Sermon for the Sixth Sunday after the Epiphany/Proper 1 2006Feb 11th, 2006 | By Ian Poulton | Category: Sermons
Sermon at 9 a.m. on Sunday, 12th February 2006 at Saint Matthias’ Church, Killiney, Co Dublin.
As a result, Jesus could no longer enter a town openly but stayed outside in lonely places. Yet the people still came to him from everywhere. Mark 1:45
John Betjeman wrote the following lines in aid of a public subscription for Saint Katherine’s Church at Chiselhampton in Oxfordshire:
“Across the wet November night
The church is bright with candlelight
And waiting Evensong.
A single bell with plaintive strokes
Pleads louder than the stirring oaks
The leafless lanes along.
It calls the choirboys from their tea
And villagers, the two or three,
Damp down the kitchen fire,
Let out the cat, and up the lane
Go paddling through the gentle rain
Of misty Oxfordshire.”
The pictures that Betjeman brings to mind are of a world that is constant, a world where the old certainties remain, a world where the country priest celebrates the liturgy in honour of an unchanging God.
This is the world of Evensong and picture postcard villages and a stable society where there is no crime and no fear and where no-one locks their door and where you play skittles at the village pub and where you buy jam and chutney at the church fete.I” sure you could add lots of details to the picture.
Like John Betjeman, I am very fond of Evensong.The words of Thomas Cranmer’s 1549 service sung by a boys’ choir create a sense of the God who is the same yesterday, today and forever.
If I had to name my favourite service, it would be the 16th Century service of Evening Prayer.When I ask myself why I have that preference, it is not so comforting.
It is essentially a retreat from the world around, an attempt to escape from the realties that are not so pleasant.
Evensong makes no demands upon me.In many places, the choir sings everything, so there is no need to really participate.At the end of the service, it is easy to slip away and avoid engaging even in passing pleasantries with anyone else.
It is not meant to be like that.If you read the words of the service, it is quite clear that Cranmer meant it to be a service that challenged individuals, but it is possible to go to Evensong and be undisturbed.Everything is nice and pleasant and reassuring; nothing grates, nothing annoys, there are no irritations; often there is not even a sermon.
But is worship meant to be an experience of being gently reassured?Is it not also meant to disturb us?
When we are confronted with the greatness and wonder and glory of God, when we think of the reality of God, is not there an impulse not to be just gently reassured, but to actually go to seek out this God, in the way that the people sought out Jesus?
Jesus confronts people with disturbing realities about themselves. He comes into Galilee in the opening chapter of Saint Mark’s Gospel proclaiming the Good News and bringing disturbance into the lives of those whom he meets.

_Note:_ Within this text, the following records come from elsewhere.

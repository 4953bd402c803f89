// Copyright 2025 Chisomo Makombo Sakala
//
// Licensed under the Apache License, Version 2.0 (the "License");
// you may not use this file except in compliance with the License.
// You may obtain a copy of the License at
//
//     http://www.apache.org/licenses/LICENSE-2.0
//
// Unless required by applicable law or agreed to in writing, software
// distributed under the License is distributed on an "AS IS" BASIS,
// WITHOUT WARRANTIES OR CONDITIONS OF ANY KIND, either express or implied.
// See the License for the specific language governing permissions and
// limitations under the License.
use crate::reformat::IndentPlacement;
use crate::reformat::MAX_INDENT_WIDTH;
use clap::Args;
use clap::Parser;
use clap::builder::RangedU64ValueParser;
use serde::Serialize;
use std::path::PathBuf;

#[derive(Debug, Parser)]
#[command(
  version,
  about = "Re-indents preprocessor conditionals and annotates their closing directives"
)]
pub struct Cli {
  /// The source file to reformat.
  pub input: PathBuf,

  /// Write the result here instead of rewriting INPUT in place.
  #[arg(short, long, conflicts_with_all = ["stdout", "check"])]
  pub output: Option<PathBuf>,

  /// Print the result to stdout instead of writing a file.
  #[arg(long, conflicts_with = "check")]
  pub stdout: bool,

  /// Exit with a non-zero status if INPUT is not already formatted. Writes nothing.
  #[arg(long)]
  pub check: bool,

  /// TOML or JSON file with style settings.
  #[arg(short, long, env = "PPINDENT_CONFIG")]
  pub config: Option<PathBuf>,

  #[command(flatten)]
  pub style: StyleArgs,
}

/// Style overrides. Unset flags leave the config file and environment in charge.
#[derive(Debug, Clone, Default, Args, Serialize)]
pub struct StyleArgs {
  /// Character that starts a directive line.
  #[arg(long)]
  #[serde(skip_serializing_if = "Option::is_none")]
  pub marker: Option<String>,

  /// Spaces per nesting level.
  #[arg(long, value_parser = RangedU64ValueParser::<usize>::new().range(0..=MAX_INDENT_WIDTH as u64))]
  #[serde(skip_serializing_if = "Option::is_none")]
  pub indent_width: Option<usize>,

  /// Put the indentation after the marker (`#  if`) or before it (`  #if`).
  #[arg(long, value_enum)]
  #[serde(skip_serializing_if = "Option::is_none")]
  pub indent_placement: Option<IndentPlacement>,

  /// Fail instead of warning when conditional blocks are left open at end of input.
  #[arg(long)]
  #[serde(skip_serializing_if = "std::ops::Not::not")]
  pub strict: bool,
}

The life and the drive of the Church in its early years came from the fact that it was radically new and different.People were touched by their experience of God and allowed themselves to be so disturbed in their old way of life that they gave up their former ways and began to follow Jesus.
I love the world of John Betjeman’s poetry. I love medieval churches built in mellow sandstone.I love cream teas in white marquees. I love the sound of willow against leather on simmer afternoons.I love stripy deck chairs and brass bands and village pubs. The problem is that God demands a great deal more from us than just preserving the things we like.
To be God’s people, we must be disturbed.The Christian life is not about staying still or staying in the past; it s a pilgrim life, it is about moving on.
If we are not disturbed, then the church will die. John Betjeman wrote those lines about an Oxfordshire church in 1952.Even then, only two or three went to the evening service. The church is now redundant and in the care of the Churches Conservation Trust – like many other churches, a monument to a past age that future generations will probably fail to understand.
It is not nice being disturbed, but like the people who sought out Jesus in the lonely places, we are challenged to find Jesus where he is – not where we would like him to be.